Helton said another of his concerns is dependent on the penalties for nonperformance during critical scarcity hours.
“You could create a situation where you overbuild the system and increase the cost of that just due to administrative penalties and not just because of some reliability issues,” he said.
Olson reminded the panel that the PCM’s primary purpose is revenue stability.
“It’s meant to address the boom-bust cycle, so when there’s a couple of blowout years, we’ll measure investments,” he said. If the “system is overbuilt and nothing happens for 10 years — the margins are low — then people start to exit the market. … It’s a residual market. It’s going to be based on the net cost of capacity, not zero cost, and so if someone has a blowout year, the PCM payments are going to be low. When it’s a calm year, that’s when the PCM payments will be higher.
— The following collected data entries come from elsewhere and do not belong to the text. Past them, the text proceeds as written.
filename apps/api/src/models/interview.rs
use chrono::{DateTime, Utc};
use serde::{Deserialize, Serialize};
use sqlx::types::Json;
use sqlx::FromRow;
use uuid::Uuid;

/// One question/reference-answer pair of an interview.
#[derive(Debug, Clone, PartialEq, Eq, Serialize, Deserialize)]
pub struct Question {
    pub question: String,
    pub answer: String,
}

#[derive(Debug, Clone, Serialize, Deserialize, FromRow)]
pub struct InterviewRow {
    pub id: Uuid,
    pub user_id: String,
    pub position: String,
    pub description: String,
    pub experience: i32,
    /// Comma-separated tags, as entered when the interview was created.
    pub tech_stack: String,
    pub questions: Json<Vec<Question>>,
    pub created_at: DateTime<Utc>,
}

impl InterviewRow {
    pub fn tech_tags(&self) -> Vec<&str> {
        self.tech_stack
            .split(',')
            .map(str::trim)
            .filter(|t| !t.is_empty())
            .collect()
    }
}
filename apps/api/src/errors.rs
use axum::{
    http::StatusCode,
    response::{IntoResponse, Response},
    Json,
};
use serde_json::json;
use thiserror::Error;

use crate::store::StoreError;

/// Application-level error type.
/// Implements `IntoResponse` so Axum handlers can return `Result<T, AppError>`.
///
/// Workflow failures inside a practice session never surface here; they are
/// turned into notifications by the session driver.
#[derive(Debug, Error)]
pub enum AppError {
    #[error("Not found: {0}")]
    NotFound(String),

    #[error("Validation error: {0}")]
    Validation(String),

    #[error("Store error: {0}")]
    Store(#[from] StoreError),
}

impl IntoResponse for AppError {
    fn into_response(self) -> Response {
        let (status, code, message) = match &self {
            AppError::NotFound(msg) => (StatusCode::NOT_FOUND, "NOT_FOUND", msg.clone()),
            AppError::Validation(msg) => (StatusCode::BAD_REQUEST, "VALIDATION_ERROR", msg.clone()),
            AppError::Store(e) => {
                tracing::error!("Store error: {e}");
                (
                    StatusCode::INTERNAL_SERVER_ERROR,
                    "STORE_ERROR",
                    "A storage error occurred".to_string(),
                )
            }
        };

        let body = Json(json!({
            "error": {
                "code": code,
                "message": message
            }
        }));

        (status, body).into_response()
    }
}
//! Answer capture — records one question's answer from speech or typing,
//! holds the AI rating, and produces the record to persist.
//!
//! Only synchronous transitions live here. The session driver performs the
//! scoring and store calls between a `begin_*` and its `complete_*`, so the
//! capture is never borrowed across an await.

use serde::{Deserialize, Serialize};
use tracing::debug;

use crate::models::answer::NewUserAnswer;
use crate::practice::error::WorkflowError;
use crate::practice::scoring::{AiResponse, MIN_SPEECH_ANSWER_CHARS};
use crate::practice::transcript::{assemble_transcript, RecognitionResult};

#[derive(Debug, Clone, Copy, Default, PartialEq, Eq, Serialize, Deserialize)]
#[serde(rename_all = "snake_case")]
pub enum InputMode {
    #[default]
    Speech,
    Text,
}

#[derive(Debug, Clone, Copy, PartialEq, Eq, Serialize)]
#[serde(rename_all = "snake_case")]
pub enum CapturePhase {
    Recording,
    Stopped,
    Scoring,
    Reviewing,
    Saving,
}

impl std::fmt::Display for CapturePhase {
    fn fmt(&self, f: &mut std::fmt::Formatter<'_>) -> std::fmt::Result {
        let s = match self {
            CapturePhase::Recording => "recording",
            CapturePhase::Stopped => "stopped",
            CapturePhase::Scoring => "scoring",
            CapturePhase::Reviewing => "reviewing",
            CapturePhase::Saving => "saving",
        };
        f.write_str(s)
    }
}

/// Snapshot handed to the scorer. `attempt` ties the result back to the
/// capture state it was taken from.
#[derive(Debug, Clone, PartialEq, Eq)]
pub struct ScoreRequest {
    pub attempt: u64,
    pub candidate_answer: String,
}

/// What the record must be attributed to.
#[derive(Debug, Clone)]
pub struct SaveContext<'a> {
    pub user_id: &'a str,
    pub interview_id: uuid::Uuid,
    pub question: &'a str,
    pub reference_answer: &'a str,
}

#[derive(Debug, Clone)]
pub struct AnswerCapture {
    mode: InputMode,
    phase: CapturePhase,
    results: Vec<RecognitionResult>,
    interim: Option<String>,
    answer: String,
    ai_result: Option<AiResponse>,
    /// Recording state as of the last transition; a true→false edge in
    /// speech mode is what triggers automatic scoring.
    was_recording: bool,
    attempt: u64,
}

impl Default for AnswerCapture {
    fn default() -> Self {
        Self {
            mode: InputMode::Speech,
            phase: CapturePhase::Stopped,
            results: Vec::new(),
            interim: None,
            answer: String::new(),
            ai_result: None,
            was_recording: false,
            attempt: 0,
        }
    }
}

impl AnswerCapture {
    pub fn mode(&self) -> InputMode {
        self.mode
    }

    pub fn phase(&self) -> CapturePhase {
        self.phase
    }

    pub fn answer(&self) -> &str {
        &self.answer
    }

    pub fn results(&self) -> &[RecognitionResult] {
        &self.results
    }

    pub fn interim(&self) -> Option<&str> {
        self.interim.as_deref()
    }

    pub fn ai_result(&self) -> Option<&AiResponse> {
        self.ai_result.as_ref()
    }

    pub fn can_save(&self) -> bool {
        self.ai_result.is_some() && !self.is_busy()
    }

    fn is_busy(&self) -> bool {
        matches!(self.phase, CapturePhase::Scoring | CapturePhase::Saving)
    }

    fn ensure_idle(&self, action: &'static str) -> Result<(), WorkflowError> {
        if self.is_busy() {
            Err(WorkflowError::InvalidState {
                action,
                phase: self.phase.to_string(),
            })
        } else {
            Ok(())
        }
    }

    fn settled_phase(&self) -> CapturePhase {
        if self.ai_result.is_some() {
            CapturePhase::Reviewing
        } else {
            CapturePhase::Stopped
        }
    }

    /// Switches between speech and text input. Captured text is kept.
    /// Leaving speech mode stops a running recording without scoring it.
    pub fn set_mode(&mut self, mode: InputMode) {
        if self.mode == mode {
            return;
        }
        if self.phase == CapturePhase::Recording {
            self.phase = self.settled_phase();
        }
        self.was_recording = false;
        self.interim = None;
        self.mode = mode;
    }

    fn ensure_speech(&self, action: &'static str) -> Result<(), WorkflowError> {
        if self.mode == InputMode::Speech {
            Ok(())
        } else {
            Err(WorkflowError::InvalidState {
                action,
                phase: "in text mode".to_string(),
            })
        }
    }

    /// Replaces the answer. A rating taken for different text is dropped.
    fn replace_answer(&mut self, answer: String) {
        if answer == self.answer {
            return;
        }
        self.answer = answer;
        if self.ai_result.take().is_some() {
            debug!("Answer changed after scoring; discarding the rating");
            self.attempt += 1;
            if self.phase == CapturePhase::Reviewing {
                self.phase = CapturePhase::Stopped;
            }
        }
    }

    pub fn start_recording(&mut self) -> Result<(), WorkflowError> {
        self.ensure_idle("start recording")?;
        self.ensure_speech("start recording")?;
        self.phase = CapturePhase::Recording;
        self.was_recording = true;
        Ok(())
    }

    /// Stops recording. Returns `true` when the stop should trigger scoring:
    /// speech mode with a non-empty transcript.
    pub fn stop_recording(&mut self) -> Result<bool, WorkflowError> {
        if self.phase != CapturePhase::Recording {
            return Err(WorkflowError::InvalidState {
                action: "stop recording",
                phase: self.phase.to_string(),
            });
        }
        self.phase = self.settled_phase();
        self.interim = None;
        let stopped_edge = std::mem::replace(&mut self.was_recording, false);
        Ok(stopped_edge && self.mode == InputMode::Speech && !self.answer.trim().is_empty())
    }

    /// "Record again": discards the answer and its rating and starts over.
    pub fn restart_recording(&mut self) -> Result<(), WorkflowError> {
        self.ensure_idle("record again")?;
        self.ensure_speech("record again")?;
        self.results.clear();
        self.interim = None;
        self.answer.clear();
        self.ai_result = None;
        self.attempt += 1;
        self.phase = CapturePhase::Stopped;
        self.start_recording()
    }

    /// Replaces the recognition results and recomputes the answer from them.
    /// Ignored in text mode so typed text is never overwritten, and while a
    /// scoring or save call holds the current answer.
    pub fn apply_results(&mut self, results: Vec<RecognitionResult>, interim: Option<String>) -> bool {
        if self.mode != InputMode::Speech {
            debug!("Ignoring recognition results in text mode");
            return false;
        }
        if self.is_busy() {
            debug!("Ignoring recognition results while {}", self.phase);
            return false;
        }
        self.replace_answer(assemble_transcript(&results));
        self.results = results;
        self.interim = interim.filter(|s| !s.is_empty());
        true
    }

    pub fn set_text(&mut self, text: String) -> Result<(), WorkflowError> {
        self.ensure_idle("edit the answer")?;
        if self.mode != InputMode::Text {
            return Err(WorkflowError::InvalidState {
                action: "edit the answer",
                phase: "in speech mode".to_string(),
            });
        }
        self.replace_answer(text);
        Ok(())
    }

    /// Validates the answer and moves to `Scoring`. A running recording is
    /// stopped first. Speech answers under the minimum length are rejected.
    pub fn begin_scoring(&mut self) -> Result<ScoreRequest, WorkflowError> {
        self.ensure_idle("request feedback")?;
        if self.phase == CapturePhase::Recording {
            self.phase = self.settled_phase();
            self.interim = None;
        }
        self.was_recording = false;

        if self.mode == InputMode::Speech && self.answer.chars().count() < MIN_SPEECH_ANSWER_CHARS {
            return Err(WorkflowError::Validation(format!(
                "Your answer should be more than {MIN_SPEECH_ANSWER_CHARS} characters"
            )));
        }

        self.attempt += 1;
        self.phase = CapturePhase::Scoring;
        Ok(ScoreRequest {
            attempt: self.attempt,
            candidate_answer: self.answer.clone(),
        })
    }

    /// Stores the rating for `request`. Returns `false` if the capture moved
    /// on since the request was taken.
    pub fn complete_scoring(&mut self, request: &ScoreRequest, result: AiResponse) -> bool {
        if self.phase != CapturePhase::Scoring || self.attempt != request.attempt {
            debug!("Discarding stale scoring result for attempt {}", request.attempt);
            return false;
        }
        self.ai_result = Some(result);
        self.phase = CapturePhase::Reviewing;
        true
    }

    /// Builds the record to persist and moves to `Saving`.
    pub fn begin_save(&mut self, ctx: &SaveContext<'_>) -> Result<NewUserAnswer, WorkflowError> {
        self.ensure_idle("save")?;
        let result = self.ai_result.as_ref().ok_or(WorkflowError::NoResult)?;
        let record = NewUserAnswer {
            mock_id_ref: ctx.interview_id,
            question: ctx.question.to_string(),
            correct_ans: ctx.reference_answer.to_string(),
            user_ans: self.answer.clone(),
            feedback: result.feedback.clone(),
            rating: result.ratings,
            user_id: ctx.user_id.to_string(),
        };
        self.was_recording = false;
        self.interim = None;
        self.phase = CapturePhase::Saving;
        Ok(record)
    }

    /// Applies the save outcome. Success clears the capture; any failure
    /// leaves the rated answer in place for a manual retry.
    pub fn complete_save(&mut self, outcome: &Result<(), WorkflowError>) {
        if self.phase != CapturePhase::Saving {
            return;
        }
        match outcome {
            Ok(()) => {
                self.results.clear();
                self.answer.clear();
                self.ai_result = None;
                self.attempt += 1;
                self.phase = CapturePhase::Stopped;
            }
            Err(_) => self.phase = CapturePhase::Reviewing,
        }
    }
}
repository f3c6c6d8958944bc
// Interview listing, detail, and feedback endpoints.
// Interviews are read-only here; creation happens elsewhere.

pub mod card;
pub mod feedback;
pub mod handlers;
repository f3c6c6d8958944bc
use anyhow::Result;
use sqlx::postgres::PgPoolOptions;
use sqlx::PgPool;
use tracing::info;

/// Creates a PostgreSQL connection pool and applies pending migrations.
pub async fn create_pool(database_url: &str) -> Result<PgPool> {
    info!("Connecting to PostgreSQL...");

    let pool = PgPoolOptions::new()
        .max_connections(10)
        .connect(database_url)
        .await?;

    info!("PostgreSQL connection pool established");

    sqlx::migrate!("./migrations").run(&pool).await?;
    info!("Database migrations applied");

    Ok(pool)
}
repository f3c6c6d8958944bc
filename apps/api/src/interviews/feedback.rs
use serde::Serialize;
use uuid::Uuid;

use crate::models::answer::UserAnswerRow;

#[derive(Debug, Serialize)]
pub struct FeedbackReport {
    pub interview_id: Uuid,
    /// Mean rating rounded to one decimal, `None` when nothing was answered.
    pub overall_rating: Option<f64>,
    pub answers: Vec<UserAnswerRow>,
}

pub fn build_feedback_report(interview_id: Uuid, answers: Vec<UserAnswerRow>) -> FeedbackReport {
    let overall_rating = if answers.is_empty() {
        None
    } else {
        let total: i64 = answers.iter().map(|a| a.rating as i64).sum();
        let mean = total as f64 / answers.len() as f64;
        Some((mean * 10.0).round() / 10.0)
    };

    FeedbackReport {
        interview_id,
        overall_rating,
        answers,
    }
}
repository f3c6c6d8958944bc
// Practice runs: question playback, answer capture, AI scoring, and saving.
// All LLM calls go through llm_client via the AnswerScorer trait.

pub mod capture;
pub mod error;
pub mod handlers;
pub mod notify;
pub mod panel;
pub mod prompts;
pub mod scoring;
pub mod session;
pub mod speech;
pub mod transcript;
use std::sync::Arc;

use crate::config::Config;
use crate::practice::scoring::AnswerScorer;
use crate::practice::session::SessionRegistry;
use crate::store::{AnswerStore, InterviewStore};

/// Shared application state injected into all route handlers via Axum extractors.
#[derive(Clone)]
pub struct AppState {
    pub interviews: Arc<dyn InterviewStore>,
    pub answers: Arc<dyn AnswerStore>,
    /// Pluggable answer scorer. Default: LlmAnswerScorer over the Gemini client.
    pub scorer: Arc<dyn AnswerScorer>,
    /// In-memory practice sessions, keyed by session id.
    pub sessions: SessionRegistry,
    pub config: Config,
}
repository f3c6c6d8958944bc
use async_trait::async_trait;
use sqlx::PgPool;
use tracing::info;
use uuid::Uuid;

use crate::models::answer::{NewUserAnswer, UserAnswerRow};
use crate::models::interview::InterviewRow;
use crate::store::{AnswerStore, InterviewStore, StoreError};

/// PostgreSQL-backed implementation of both store traits.
#[derive(Clone)]
pub struct PgStore {
    pool: PgPool,
}

impl PgStore {
    pub fn new(pool: PgPool) -> Self {
        Self { pool }
    }
}

#[async_trait]
impl InterviewStore for PgStore {
    async fn list_for_user(&self, user_id: &str) -> Result<Vec<InterviewRow>, StoreError> {
        Ok(sqlx::query_as::<_, InterviewRow>(
            "SELECT * FROM interviews WHERE user_id = $1 ORDER BY created_at DESC",
        )
        .bind(user_id)
        .fetch_all(&self.pool)
        .await?)
    }

    async fn get(&self, id: Uuid) -> Result<Option<InterviewRow>, StoreError> {
        Ok(
            sqlx::query_as::<_, InterviewRow>("SELECT * FROM interviews WHERE id = $1")
                .bind(id)
                .fetch_optional(&self.pool)
                .await?,
        )
    }
}

#[async_trait]
impl AnswerStore for PgStore {
    async fn find_answer(
        &self,
        user_id: &str,
        question: &str,
    ) -> Result<Option<UserAnswerRow>, StoreError> {
        Ok(sqlx::query_as::<_, UserAnswerRow>(
            "SELECT * FROM user_answers WHERE user_id = $1 AND question = $2 LIMIT 1",
        )
        .bind(user_id)
        .bind(question)
        .fetch_optional(&self.pool)
        .await?)
    }

    async fn insert_answer(
        &self,
        answer: &NewUserAnswer,
    ) -> Result<Option<UserAnswerRow>, StoreError> {
        // The unique index on (user_id, question) turns a lost race into a no-op.
        let row = sqlx::query_as::<_, UserAnswerRow>(
            r#"
            INSERT INTO user_answers
                (mock_id_ref, question, correct_ans, user_ans, feedback, rating, user_id)
            VALUES ($1, $2, $3, $4, $5, $6, $7)
            ON CONFLICT (user_id, question) DO NOTHING
            RETURNING *
            "#,
        )
        .bind(answer.mock_id_ref)
        .bind(&answer.question)
        .bind(&answer.correct_ans)
        .bind(&answer.user_ans)
        .bind(&answer.feedback)
        .bind(answer.rating)
        .bind(&answer.user_id)
        .fetch_optional(&self.pool)
        .await?;

        if let Some(row) = &row {
            info!(
                "Inserted user answer {} for user {} on interview {}",
                row.id, row.user_id, row.mock_id_ref
            );
        }
        Ok(row)
    }

    async fn answers_for_interview(
        &self,
        user_id: &str,
        mock_id_ref: Uuid,
    ) -> Result<Vec<UserAnswerRow>, StoreError> {
        Ok(sqlx::query_as::<_, UserAnswerRow>(
            "SELECT * FROM user_answers WHERE user_id = $1 AND mock_id_ref = $2 ORDER BY created_at",
        )
        .bind(user_id)
        .bind(mock_id_ref)
        .fetch_all(&self.pool)
        .await?)
    }
}
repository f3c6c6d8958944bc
use std::sync::atomic::{AtomicBool, AtomicUsize, Ordering};

use async_trait::async_trait;
use chrono::Utc;
use tokio::sync::RwLock;
use uuid::Uuid;

use crate::models::answer::{NewUserAnswer, UserAnswerRow};
use crate::models::interview::InterviewRow;
use crate::store::{AnswerStore, InterviewStore, StoreError};

/// In-memory store used by tests. Mirrors the PostgreSQL semantics,
/// including the conditional insert on `(user_id, question)`.
#[derive(Default)]
pub struct MemoryStore {
    interviews: RwLock<Vec<InterviewRow>>,
    answers: RwLock<Vec<UserAnswerRow>>,
    fail_writes: AtomicBool,
    lookups: AtomicUsize,
}

impl MemoryStore {
    pub fn with_interviews(interviews: Vec<InterviewRow>) -> Self {
        Self {
            interviews: RwLock::new(interviews),
            ..Default::default()
        }
    }

    /// Makes every subsequent insert fail until reset.
    pub fn set_fail_writes(&self, fail: bool) {
        self.fail_writes.store(fail, Ordering::SeqCst);
    }

    pub fn lookup_count(&self) -> usize {
        self.lookups.load(Ordering::SeqCst)
    }

    pub async fn answer_count(&self) -> usize {
        self.answers.read().await.len()
    }
}

#[async_trait]
impl InterviewStore for MemoryStore {
    async fn list_for_user(&self, user_id: &str) -> Result<Vec<InterviewRow>, StoreError> {
        let mut rows: Vec<InterviewRow> = self
            .interviews
            .read()
            .await
            .iter()
            .filter(|i| i.user_id == user_id)
            .cloned()
            .collect();
        rows.sort_by(|a, b| b.created_at.cmp(&a.created_at));
        Ok(rows)
    }

    async fn get(&self, id: Uuid) -> Result<Option<InterviewRow>, StoreError> {
        Ok(self
            .interviews
            .read()
            .await
            .iter()
            .find(|i| i.id == id)
            .cloned())
    }
}

#[async_trait]
impl AnswerStore for MemoryStore {
    async fn find_answer(
        &self,
        user_id: &str,
        question: &str,
    ) -> Result<Option<UserAnswerRow>, StoreError> {
        self.lookups.fetch_add(1, Ordering::SeqCst);
        Ok(self
            .answers
            .read()
            .await
            .iter()
            .find(|a| a.user_id == user_id && a.question == question)
            .cloned())
    }

    async fn insert_answer(
        &self,
        answer: &NewUserAnswer,
    ) -> Result<Option<UserAnswerRow>, StoreError> {
        if self.fail_writes.load(Ordering::SeqCst) {
            return Err(StoreError::Unavailable("write rejected".to_string()));
        }
        let mut answers = self.answers.write().await;
        if answers
            .iter()
            .any(|a| a.user_id == answer.user_id && a.question == answer.question)
        {
            return Ok(None);
        }
        let row = UserAnswerRow {
            id: Uuid::new_v4(),
            mock_id_ref: answer.mock_id_ref,
            question: answer.question.clone(),
            correct_ans: answer.correct_ans.clone(),
            user_ans: answer.user_ans.clone(),
            feedback: answer.feedback.clone(),
            rating: answer.rating,
            user_id: answer.user_id.clone(),
            created_at: Utc::now(),
        };
        answers.push(row.clone());
        Ok(Some(row))
    }

    async fn answers_for_interview(
        &self,
        user_id: &str,
        mock_id_ref: Uuid,
    ) -> Result<Vec<UserAnswerRow>, StoreError> {
        Ok(self
            .answers
            .read()
            .await
            .iter()
            .filter(|a| a.user_id == user_id && a.mock_id_ref == mock_id_ref)
            .cloned()
            .collect())
    }
}

#[cfg(test)]
mod tests {
    use super::*;

    fn answer(user: &str, question: &str) -> NewUserAnswer {
        NewUserAnswer {
            mock_id_ref: Uuid::nil(),
            question: question.to_string(),
            correct_ans: "ref".to_string(),
            user_ans: "mine".to_string(),
            feedback: "ok".to_string(),
            rating: 6,
            user_id: user.to_string(),
        }
    }

    #[tokio::test]
    async fn test_conditional_insert_keeps_first_record() {
        let store = MemoryStore::default();
        assert!(store.insert_answer(&answer("u1", "Q")).await.unwrap().is_some());
        assert!(store.insert_answer(&answer("u1", "Q")).await.unwrap().is_none());
        assert!(store.insert_answer(&answer("u2", "Q")).await.unwrap().is_some());
        assert_eq!(store.answer_count().await, 2);
    }

    #[tokio::test]
    async fn test_failing_writes_surface_unavailable() {
        let store = MemoryStore::default();
        store.set_fail_writes(true);
        let err = store.insert_answer(&answer("u1", "Q")).await.unwrap_err();
        assert!(matches!(err, StoreError::Unavailable(_)));
        assert_eq!(store.answer_count().await, 0);
    }
}
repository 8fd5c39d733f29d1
// src/errors.rs

//! Crate-wide error type and result alias.

use thiserror::Error;

#[derive(Error, Debug)]
pub enum FabError {
    #[error("Configuration error: {0}")]
    Config(String),

    #[error("IO error: {0}")]
    Io(#[from] std::io::Error),

    #[error("TOML parsing error: {0}")]
    Toml(#[from] toml::de::Error),

    #[error("Task not found: {0}")]
    TaskNotFound(String),

    #[error("Invalid invocation: {0}")]
    InvalidInvocation(String),

    #[error("Invalid task registry: {0}")]
    Registry(String),

    /// A task read a context field that no composite task has set yet.
    #[error("execution context is not configured: `{0}` is unset")]
    ContextNotConfigured(&'static str),

    /// The only runtime failure kind: an external command exited nonzero.
    #[error(
        "{operation}() encountered an error (return code {exit_code}) while executing '{command}' in task '{task}'"
    )]
    CommandFailed {
        task: String,
        operation: &'static str,
        command: String,
        exit_code: i32,
    },

    #[error(transparent)]
    Other(#[from] anyhow::Error),
}

pub type Result<T> = std::result::Result<T, FabError>;
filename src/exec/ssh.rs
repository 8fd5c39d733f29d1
// src/exec/ssh.rs

//! Remote execution on the VM through the `ssh` binary.
//!
//! No libssh dependency: the command is handed to `ssh` as its remote
//! command argument and the remote login shell runs it.

use std::process::Command;

use anyhow::Context;
use tracing::debug;

use crate::config::TargetSection;
use crate::errors::Result;
use crate::exec::ExecOutcome;

/// Connection details for the VM. The user comes from the execution context
/// per command.
#[derive(Debug, Clone, PartialEq, Eq)]
pub struct SshTarget {
    pub host: String,
    pub port: u16,
    pub identity_file: Option<String>,
}

impl SshTarget {
    pub fn from_settings(target: &TargetSection) -> Self {
        Self {
            host: target.host.clone(),
            port: target.port,
            identity_file: target.identity_file.clone(),
        }
    }

    /// Arguments passed to `ssh` for running `command` as `user`.
    pub fn build_args(&self, user: &str, command: &str) -> Vec<String> {
        let mut args = Vec::new();

        if let Some(identity_file) = &self.identity_file {
            args.push("-i".to_string());
            args.push(expand_home(identity_file));
        }

        if self.port != 22 {
            args.push("-p".to_string());
            args.push(self.port.to_string());
        }

        // Vagrant boxes get fresh host keys on every `vagrant up`.
        args.extend([
            "-o".to_string(),
            "BatchMode=yes".to_string(),
            "-o".to_string(),
            "StrictHostKeyChecking=no".to_string(),
            "-o".to_string(),
            "UserKnownHostsFile=/dev/null".to_string(),
            "-o".to_string(),
            "LogLevel=ERROR".to_string(),
        ]);

        args.push(format!("{}@{}", user, self.host));
        args.push(command.to_string());
        args
    }

    /// Run `command` on the VM as `user` and wait for it.
    pub fn exec(&self, user: &str, command: &str) -> Result<ExecOutcome> {
        let args = self.build_args(user, command);
        debug!(host = %self.host, port = self.port, user, "ssh");

        let status = Command::new("ssh")
            .args(&args)
            .status()
            .with_context(|| format!("spawning ssh to {}", self.host))?;

        Ok(ExecOutcome {
            exit_code: status.code().unwrap_or(-1),
        })
    }
}

/// Expand a leading `~/` to `$HOME`; anything else is returned unchanged.
fn expand_home(path: &str) -> String {
    match (path.strip_prefix("~/"), std::env::var("HOME")) {
        (Some(rest), Ok(home)) => format!("{}/{}", home.trim_end_matches('/'), rest),
        _ => path.to_string(),
    }
}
“That’s how it increases revenue stability year over year with dispatchable generators and as a result of increased revenue stability. Carrying the cost of financing those resources should go down,” he added.
Noting other markets will continue to have boom-bust cycles, Jupiter Power’s Caitlin Smith said, “You can’t have one market that is completely stable and the inputs and outputs are boom-bust. I think that’s just the nature of markets.”
“We’re all looking at the same thing, and that’s, how do you operate and incent investment in a zero-marginal cost world?” Helton said. “It’s not going to be just the PCM. The PCM is a bridge to help us get there. We’ve got a lot of sausage-making, and we don’t know how good this is going to be.”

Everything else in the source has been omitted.